“I see that craft,” cried Ben; “she’s a fore and after, sails down, and sweeping along the land. She hasn’t got a breath of wind, sir.”
“Very well,” said Mr. Binks, speaking into the tin pot with a sound like a sheet-iron organ; “come down.”
As Ben wriggled himself off the fore-yard and caught hold of the futtock shrouds to swing into the standing rigging, he suddenly paused, and putting the glass again to his eye, he sang out:
“I say, sir! here is a big chap away off on the other quarter, under top-sails. There! Perhaps ye can see him from the deck, about a handspike clear of the sun”––pointing with the spy-glass as he spoke in the proper direction.

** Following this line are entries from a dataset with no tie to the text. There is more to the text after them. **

impl SwapService {
    pub fn new(store: Store, config: EngineConfig) -> Self {
        let writer = Arc::new(SledPrivilegedWriter::new(store.clone()));
        Self::with_writer(store, config, writer)
    }

    /// Open the store and read the engine settings from the environment.
    pub fn from_env() -> Result<Self> {
        let store = Store::open(&StoreConfig::from_env())?;
        Ok(Self::new(store, EngineConfig::from_env()?))
    }

    /// Build a service whose completion side effects go through `writer`.
    pub fn with_writer(store: Store, config: EngineConfig, writer: Arc<dyn PrivilegedWriter>) -> Self {
        Self {
            ledger: Arc::new(SwipeLedger::new(store.clone())),
            registry: ConversationRegistry::new(store.clone()),
            inbox: Inbox::new(store.clone()),
            effects: SideEffectExecutor::new(store.clone(), writer.clone(), config.completion_reward),
            reviews: ReviewBook::new(store.clone(), writer, config.review_reward),
            store,
            config,
        }
    }

    /// Replace the swipe write path.
    pub fn with_swipe_recorder(mut self, recorder: Arc<dyn SwipeRecorder>) -> Self {
        self.ledger = recorder;
        self
    }

    pub fn store(&self) -> &Store {
        &self.store
    }

    pub fn config(&self) -> &EngineConfig {
        &self.config
    }

    fn participant_conversation(&self, conversation_id: &str, actor: &str) -> Result<Conversation> {
        let conversation = self.registry.conversation(conversation_id)?;
        conversation.require_participant(actor)?;
        Ok(conversation)
    }

    fn fresh(&self, conversation: Conversation) -> Conversation {
        match self.store.conversation(&conversation.id) {
            Ok(Some(latest)) => latest,
            _ => conversation,
        }
    }

    /// Record a swipe and, for a right swipe, match the swiper with the owner.
    pub fn record_swipe(&self, actor: &str, item_id: &str, direction: &str) -> Result<SwipeOutcome> {
        let direction: SwipeDirection = direction.parse()?;
        let item = self
            .store
            .item(item_id)?
            .ok_or_else(|| DealError::not_found("item", item_id))?;

        let mut outcome = SwipeOutcome {
            acknowledged: true,
            direction,
            matched: false,
            conversation_id: None,
            is_new: false,
            warning: None,
        };
        if item.owner == actor {
            info!(actor, item_id, "ignoring swipe on own item");
            return Ok(outcome);
        }
        if direction == SwipeDirection::Right && !item.is_offerable() {
            return Err(DealError::InvalidState(format!(
                "item {item_id} is not available for swapping"
            )));
        }

        let previous = match self.ledger.record(actor, item_id, direction) {
            Ok(previous) => previous,
            Err(e) => {
                warn!(actor, item_id, error = %e, "swipe acknowledged without ledger write");
                outcome.warning = Some(format!("swipe ledger write failed: {e}"));
                None
            }
        };
        if direction == SwipeDirection::Left {
            return Ok(outcome);
        }

        let first_right_swipe = previous.is_none_or(|s| s.direction != SwipeDirection::Right);
        let ensured = self.announce_interest(actor, &item, first_right_swipe)?;

        info!(
            actor,
            item_id,
            conversation_id = %ensured.conversation.id,
            is_new = ensured.is_new,
            "right swipe matched"
        );
        outcome.matched = true;
        outcome.conversation_id = Some(ensured.conversation.id);
        outcome.is_new = ensured.is_new;
        Ok(outcome)
    }

    /// Match `actor` with the owner of `item` and post the interest note.
    ///
    /// The note is only delivered to an open conversation. If the thread
    /// closes before it lands, the pair is matched again so the swipe never
    /// reports a closed thread.
    fn announce_interest(&self, actor: &str, item: &Item, first_right_swipe: bool) -> Result<Ensured> {
        loop {
            let ensured = self.registry.ensure(actor, &item.owner, Some(item.id.clone()))?;
            if !ensured.is_new && !first_right_swipe {
                return Ok(ensured);
            }

            match self.inbox.append(
                &ensured.conversation.id,
                actor,
                format!("{actor} is interested in your \"{}\"", item.title),
                MessageKind::System,
                Some(ProposalMetadata::for_item(item)),
                Delivery::Open,
            ) {
                Ok(_) => return Ok(ensured),
                Err(DealError::InvalidState(_)) => {
                    debug!(conversation_id = %ensured.conversation.id, "conversation closed before the interest note, matching again");
                }
                Err(e) => {
                    warn!(conversation_id = %ensured.conversation.id, error = %e, "failed to post interest note");
                    return Ok(ensured);
                }
            }
        }
    }

    /// Start or retrieve the conversation between `actor` and `target`.
    ///
    /// No message is posted; `item_id`, when given, must belong to one of
    /// the two users and only sets the origin item of a new conversation.
    pub fn start_conversation(
        &self,
        actor: &str,
        target: &str,
        item_id: Option<&str>,
    ) -> Result<StartedConversation> {
        if actor == target {
            return Err(DealError::Validation(
                "cannot start a conversation with yourself".into(),
            ));
        }
        if let Some(item_id) = item_id {
            let item = self
                .store
                .item(item_id)?
                .ok_or_else(|| DealError::not_found("item", item_id))?;
            if item.owner != actor && item.owner != target {
                return Err(DealError::Forbidden(format!(
                    "item {item_id} does not belong to either participant"
                )));
            }
        }

        let ensured = self
            .registry
            .ensure(actor, target, item_id.map(str::to_string))?;
        info!(actor, target, conversation_id = %ensured.conversation.id, is_new = ensured.is_new, "conversation started");
        Ok(StartedConversation {
            id: ensured.conversation.id,
            is_new: ensured.is_new,
        })
    }

    /// Apply `agree`, `complete` or `cancel` on behalf of `actor`.
    pub fn apply_action(&self, conversation_id: &str, actor: &str, action: &str) -> Result<TransitionOutcome> {
        self.participant_conversation(conversation_id, actor)?;
        let action: DealAction = action.parse()?;

        let committed = self.store.update(
            &self.store.conversations,
            conversation_id.as_bytes(),
            "conversation",
            |conversation: &Conversation| conversation.transition(actor, action, TimeStamp::new()),
        )?;

        let Some(event) = committed.outcome else {
            return Ok(TransitionOutcome {
                conversation: committed.record,
                changed: false,
                event: None,
                side_effects: None,
            });
        };
        info!(conversation_id, actor, ?event, status = committed.record.status.as_str(), "deal transition");

        // only the caller whose swap moved the row to completed gets here
        let side_effects = (event == DealEvent::Completed).then(|| self.effects.run(&committed.record));

        self.inbox.post_system(
            conversation_id,
            actor,
            event.system_message(actor),
            None,
            Delivery::Any,
        );

        Ok(TransitionOutcome {
            conversation: self.fresh(committed.record),
            changed: true,
            event: Some(event),
            side_effects,
        })
    }

    pub fn send_message(&self, conversation_id: &str, actor: &str, message: NewMessage) -> Result<Message> {
        let conversation = self.participant_conversation(conversation_id, actor)?;
        if conversation.status.is_terminal() {
            return Err(DealError::InvalidState(format!(
                "cannot message a {} conversation",
                conversation.status.as_str()
            )));
        }
        if message.content.trim().is_empty() {
            return Err(DealError::Validation("message content is empty".into()));
        }

        match message.kind {
            MessageKind::System => {
                return Err(DealError::InvalidAction(
                    "system messages cannot be sent by users".into(),
                ));
            }
            MessageKind::ItemProposal => {
                let metadata = message.metadata.as_ref().ok_or_else(|| {
                    DealError::Validation("item proposals must name an item".into())
                })?;
                self.check_proposal(&conversation, &metadata.item_id)?;
            }
            MessageKind::Text => {}
        }

        self.inbox.append(
            conversation_id,
            actor,
            message.content,
            message.kind,
            message.metadata,
            Delivery::Open,
        )
    }

    fn check_proposal(&self, conversation: &Conversation, item_id: &str) -> Result<()> {
        let item = self
            .store
            .item(item_id)?
            .ok_or_else(|| DealError::not_found("item", item_id))?;
        if !conversation.is_participant(&item.owner) {
            return Err(DealError::Forbidden(format!(
                "item {item_id} does not belong to either participant"
            )));
        }
        if !item.is_offerable() {
            return Err(DealError::InvalidState(format!(
                "item {item_id} is not available for swapping"
            )));
        }
        Ok(())
    }

    /// Conversation detail; opening it acknowledges the actor's unread messages.
    pub fn get_conversation(&self, conversation_id: &str, actor: &str) -> Result<Conversation> {
        let conversation = self.participant_conversation(conversation_id, actor)?;
        if let Err(e) = self.inbox.acknowledge(conversation_id, actor) {
            warn!(conversation_id, actor, error = %e, "failed to acknowledge reads");
        }
        Ok(self.fresh(conversation))
    }

    pub fn list_conversations(&self, actor: &str) -> Result<Vec<ConversationSummary>> {
        let mut summaries = self
            .registry
            .for_user(actor)?
            .into_iter()
            .map(|conversation| {
                Ok(ConversationSummary {
                    other_user: conversation
                        .other_participant(actor)
                        .unwrap_or_default()
                        .to_string(),
                    last_message: self.inbox.last(&conversation.id)?,
                    my_unread: conversation.unread_for(actor),
                    conversation,
                })
            })
            .collect::<Result<Vec<_>>>()?;

        summaries.sort_by(|a, b| {
            let at = |s: &ConversationSummary| {
                s.conversation
                    .last_message_at
                    .clone()
                    .unwrap_or_else(|| s.conversation.created_at.clone())
            };
            at(b).cmp(&at(a))
        });
        Ok(summaries)
    }

    /// Paginated history; reading it acknowledges the actor's unread messages.
    pub fn messages(&self, conversation_id: &str, actor: &str, page: usize, page_size: usize) -> Result<MessagePage> {
        self.participant_conversation(conversation_id, actor)?;
        let page = self
            .inbox
            .page(conversation_id, page, self.config.page_size(page_size))?;

        if let Err(e) = self.inbox.acknowledge(conversation_id, actor) {
            warn!(conversation_id, actor, error = %e, "failed to acknowledge reads");
        }
        Ok(page)
    }

    /// Available items of one participant, browsable from inside the chat.
    pub fn wardrobe(&self, conversation_id: &str, actor: &str, user: &str) -> Result<Vec<Item>> {
        let conversation = self.participant_conversation(conversation_id, actor)?;
        if !conversation.is_participant(user) {
            return Err(DealError::Forbidden(format!(
                "{user} is not part of conversation {conversation_id}"
            )));
        }
        self.store.items_by_owner(user, Some(ItemStatus::Available))
    }

    pub fn leave_review(
        &self,
        conversation_id: &str,
        actor: &str,
        reviewee: &str,
        rating: u8,
        comment: Option<String>,
    ) -> Result<Review> {
        let conversation = self.registry.conversation(conversation_id)?;
        self.reviews
            .leave(&conversation, actor, reviewee, rating, comment)
    }

    pub fn reviews_for(&self, user: &str) -> Result<ReviewSummary> {
        self.reviews.about(user)
    }

    /// Side effect batches that failed and are waiting for an operator.
    pub fn pending_side_effect_failures(&self) -> Result<Vec<FailureRecord>> {
        self.effects.pending_failures()
    }

    /// Re-apply the completion side effects of `conversation_id`.
    pub fn reconcile(&self, conversation_id: &str) -> Result<BatchReceipt> {
        let conversation = self.registry.conversation(conversation_id)?;
        if conversation.status != DealStatus::Completed {
            return Err(DealError::InvalidState(format!(
                "conversation {conversation_id} is {}, not completed",
                conversation.status.as_str()
            )));
        }
        self.effects.reconcile(&conversation)
    }

    pub fn interpret_verification(&self, score: i64) -> Verdict {
        Verdict::from_confidence(score, self.config.verification_threshold)
    }
}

“All right!” said the mate, as he began again the cymbal pot and spoon music; “becalmed, ain’t he?”
“Yes, sir; not enough air to raise a hair on my old grandmother’s wig!” muttered Ben, as he slowly trotted down the rigging.

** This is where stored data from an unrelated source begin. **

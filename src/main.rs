use anyhow::Result;
use clap::Parser;
use log::warn;
use pagefetch::client::FetchOptions;
use pagefetch::commands::{self, FetchSpec, config::Config};
use pagefetch::config::ConfigOverrides;
use std::path::PathBuf;
use tokio_util::sync::CancellationToken;

/// pagefetch - fetch every page of a paginated JSON API
///
/// Follows the cursor chain of a collection endpoint, retrying transient
/// failures with exponential backoff, and prints all items as JSON.
///
/// If the PAGEFETCH_TOKEN environment variable is set, it is sent as a bearer token.
///
/// Examples:
///   pagefetch --base-url https://api.example.com fetch /v1/items
///   pagefetch fetch /v1/items --query limit=100 --ndjson
#[derive(Parser, Debug)]
#[command(author, version = env!("PAGEFETCH_VERSION"), about)]
struct Cli {
    #[command(subcommand)]
    command: Commands,

    /// Config file (defaults to <config dir>/pagefetch/config.json; also via PAGEFETCH_CONFIG)
    #[arg(long, value_name = "PATH", global = true)]
    config: Option<PathBuf>,

    /// API base URL that paths are resolved against
    #[arg(long, env = "PAGEFETCH_BASE_URL", value_name = "URL", global = true)]
    base_url: Option<String>,

    /// Maximum number of pages before giving up
    #[arg(long, value_name = "N", global = true)]
    max_pages: Option<usize>,

    /// Retries per page after the first attempt
    #[arg(long, value_name = "N", global = true)]
    max_retries: Option<u32>,
}

#[derive(clap::Subcommand, Debug)]
enum Commands {
    /// Fetch all pages of one or more collections
    Fetch(FetchArgs),

    /// Print the effective configuration
    Config,
}

#[derive(clap::Args, Debug)]
pub struct FetchArgs {
    /// Collection paths (or absolute URLs); several paths are fetched concurrently
    #[arg(value_name = "PATH", required = true)]
    pub paths: Vec<String>,

    /// Extra query parameter, repeatable
    #[arg(long = "query", short = 'q', value_name = "KEY=VALUE", value_parser = parse_query)]
    pub query: Vec<(String, String)>,

    /// Extra request header, repeatable
    #[arg(long = "header", short = 'H', value_name = "NAME: VALUE", value_parser = parse_header)]
    pub headers: Vec<(String, String)>,

    /// Print items fetched before a failure
    #[arg(long)]
    pub partial: bool,

    /// Print one item per line
    #[arg(long)]
    pub ndjson: bool,
}

fn parse_query(s: &str) -> Result<(String, String), String> {
    commands::parse_query_pair(s).map_err(|e| e.to_string())
}

fn parse_header(s: &str) -> Result<(String, String), String> {
    commands::parse_header_pair(s).map_err(|e| e.to_string())
}

#[tokio::main]
async fn main() -> Result<()> {
    env_logger::Builder::from_env(env_logger::Env::default().default_filter_or("warn")).init();
    let cli = Cli::parse();
    let runtime = pagefetch::runtime::RealRuntime;

    let partial = matches!(&cli.command, Commands::Fetch(args) if args.partial);
    let overrides = ConfigOverrides {
        base_url: cli.base_url,
        max_retries: cli.max_retries,
        max_pages: cli.max_pages,
        keep_partial: partial,
    };
    let config = Config::new(runtime, cli.config.as_deref(), &overrides)?;

    match cli.command {
        Commands::Fetch(args) => {
            let keep_partial = config.client.keep_partial;
            let client = config.into_api_client()?;

            let cancel = CancellationToken::new();
            let on_signal = cancel.clone();
            tokio::spawn(async move {
                if tokio::signal::ctrl_c().await.is_ok() {
                    warn!("Interrupted, cancelling...");
                    on_signal.cancel();
                }
            });

            let spec = FetchSpec {
                paths: args.paths,
                query: args.query,
                headers: args.headers,
                ndjson: args.ndjson,
            };
            let options = FetchOptions::new()
                .with_cancel(cancel)
                .keep_partial(keep_partial);

            let stdout = std::io::stdout();
            let mut out = stdout.lock();
            commands::fetch(&client, &spec, &options, &mut out).await?
        }
        Commands::Config => {
            let stdout = std::io::stdout();
            commands::show_config(&config.client, &mut stdout.lock())?
        }
    }
    Ok(())
}

#[cfg(test)]
mod tests {
    use super::*;
    use clap::Parser;

    #[test]
    fn test_cli_fetch_parsing() {
        let cli = Cli::try_parse_from([
            "pagefetch",
            "fetch",
            "/items",
            "-q",
            "limit=10",
            "-H",
            "X-Trace: 1",
            "--ndjson",
        ])
        .unwrap();
        match cli.command {
            Commands::Fetch(args) => {
                assert_eq!(args.paths, vec!["/items"]);
                assert_eq!(args.query, vec![("limit".to_string(), "10".to_string())]);
                assert_eq!(args.headers, vec![("X-Trace".to_string(), "1".to_string())]);
                assert!(args.ndjson);
                assert!(!args.partial);
            }
            _ => panic!("Expected Fetch command"),
        }
    }

    #[test]
    fn test_cli_global_options_after_subcommand() {
        let cli = Cli::try_parse_from([
            "pagefetch",
            "fetch",
            "/a",
            "/b",
            "--base-url",
            "http://localhost:1234",
            "--max-pages",
            "7",
        ])
        .unwrap();
        assert_eq!(cli.base_url.as_deref(), Some("http://localhost:1234"));
        assert_eq!(cli.max_pages, Some(7));
        match cli.command {
            Commands::Fetch(args) => assert_eq!(args.paths.len(), 2),
            _ => panic!("Expected Fetch command"),
        }
    }

    #[test]
    fn test_cli_config_parsing() {
        let cli = Cli::try_parse_from(["pagefetch", "--config", "/tmp/c.json", "config"]).unwrap();
        assert!(matches!(cli.command, Commands::Config));
        assert_eq!(cli.config, Some(PathBuf::from("/tmp/c.json")));
    }

    #[test]
    fn test_cli_fetch_requires_path() {
        assert!(Cli::try_parse_from(["pagefetch", "fetch"]).is_err());
    }

    #[test]
    fn test_cli_rejects_bad_query() {
        assert!(Cli::try_parse_from(["pagefetch", "fetch", "/x", "-q", "oops"]).is_err());
    }

    #[test]
    fn test_cli_no_subcommand_fails() {
        assert!(Cli::try_parse_from(["pagefetch", "/items"]).is_err());
    }
}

The sun came up glowing like a ball of fire. The land wind died away long before it fluttered far off from the island, and, saving the uneasy clatter at times of the loose sails and running gear, all remained as before. It was getting on toward eight o’clock, and while the cook was dishing the breakfast mess for the crew beneath an awning forward of the quarter-deck, the captain came up from his cabin below. The stalwart old seaman stepped to the bulwarks, and, shading his eyes with his hand from the glare, he took a broad glance over the water to seaward, nodded to the mate, and said, in a cheerful voice,
“Dull times, matey! No signs of a breeze yet, eh?”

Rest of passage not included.